▶ [What is needed] Please copy out the entries until you have copied the line that contains "the primary order.", beginning with the first line.

(Collected data entries)

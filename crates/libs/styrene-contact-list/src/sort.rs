//! Row ordering and the deferred resort task.

use std::cmp::Ordering;

use contacts_core::{ContactId, IdentityGraph, PresenceType, ATTR_PINNED};
use serde::{Deserialize, Serialize};

/// Order within a group.
#[derive(Clone, Copy, Debug, Default, Serialize, Deserialize, PartialEq, Eq)]
#[serde(rename_all = "snake_case")]
pub enum PrimarySort {
    /// Case-folded display name.
    #[default]
    Name,
    /// Most reachable first, then by name.
    Presence,
}

/// Coarse partition applied before the primary order.
#[derive(Clone, Copy, Debug, Default, Serialize, Deserialize, PartialEq, Eq)]
#[serde(rename_all = "snake_case")]
pub enum GroupSort {
    #[default]
    None,
    /// Pinned contacts first.
    Pinned,
    /// Online contacts first.
    Online,
}

/// Everything the comparators look at, captured once per row before sorting.
#[derive(Clone, Debug, PartialEq, Eq)]
pub struct SortKey {
    pub pinned: bool,
    pub presence: PresenceType,
    pub name: String,
    pub uid: String,
}

impl SortKey {
    /// Builds the key for a master contact, resolving its presence on the way.
    pub fn for_contact(graph: &mut IdentityGraph, contact: ContactId) -> Self {
        let presence = graph
            .resolve_presence(contact)
            .map(|p| p.kind)
            .unwrap_or_default();
        let (pinned, uid) = graph
            .get(contact)
            .map(|c| (c.attributes().is_truthy(ATTR_PINNED), c.uid().to_string()))
            .unwrap_or_default();
        let name = graph.display_name(contact).to_lowercase();
        Self {
            pinned,
            presence,
            name,
            uid,
        }
    }
}

impl PrimarySort {
    pub fn compare(self, a: &SortKey, b: &SortKey) -> Ordering {
        let by_name = || a.name.cmp(&b.name).then_with(|| a.uid.cmp(&b.uid));
        match self {
            Self::Name => by_name(),
            Self::Presence => b.presence.rank().cmp(&a.presence.rank()).then_with(by_name),
        }
    }
}

impl GroupSort {
    pub fn compare(self, a: &SortKey, b: &SortKey) -> Ordering {
        match self {
            Self::None => Ordering::Equal,
            Self::Pinned => b.pinned.cmp(&a.pinned),
            Self::Online => b.presence.is_online().cmp(&a.presence.is_online()),
        }
    }
}

/// Stable sort of `keys`; returns `new_order` with `new_order[new] == old`.
pub fn sorted_order(keys: &[SortKey], group: GroupSort, primary: PrimarySort) -> Vec<usize> {
    let mut order: Vec<usize> = (0..keys.len()).collect();
    order.sort_by(|&a, &b| {
        group
            .compare(&keys[a], &keys[b])
            .then_with(|| primary.compare(&keys[a], &keys[b]))
    });
    order
}

/// Single coalesced resort task, fired by [`crate::ListStore::tick`].
#[derive(Debug, Default)]
pub struct SortScheduler {
    pending: bool,
    scheduled: u64,
    runs: u64,
}

impl SortScheduler {
    /// Requests a resort. Returns `false` when one is already pending.
    pub fn schedule(&mut self) -> bool {
        if self.pending {
            return false;
        }
        self.pending = true;
        self.scheduled += 1;
        true
    }

    pub fn is_pending(&self) -> bool {
        self.pending
    }

    /// Clears the pending flag, returning whether the task should run now.
    pub fn take(&mut self) -> bool {
        let run = std::mem::take(&mut self.pending);
        if run {
            self.runs += 1;
        }
        run
    }

    pub fn cancel(&mut self) {
        self.pending = false;
    }

    /// Times a resort was actually scheduled, coalesced requests excluded.
    pub fn scheduled_count(&self) -> u64 {
        self.scheduled
    }

    pub fn run_count(&self) -> u64 {
        self.runs
    }
}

▶ [Exercise solution]
filename crates/libs/styrene-contact-list/src/sort.rs
//! Row ordering and the deferred resort task.

use std::cmp::Ordering;

use contacts_core::{ContactId, IdentityGraph, PresenceType, ATTR_PINNED};
use serde::{Deserialize, Serialize};

/// Order within a group.
#[derive(Clone, Copy, Debug, Default, Serialize, Deserialize, PartialEq, Eq)]
#[serde(rename_all = "snake_case")]
pub enum PrimarySort {
    /// Case-folded display name.
    #[default]
    Name,
    /// Most reachable first, then by name.
    Presence,
}

/// Coarse partition applied before the primary order.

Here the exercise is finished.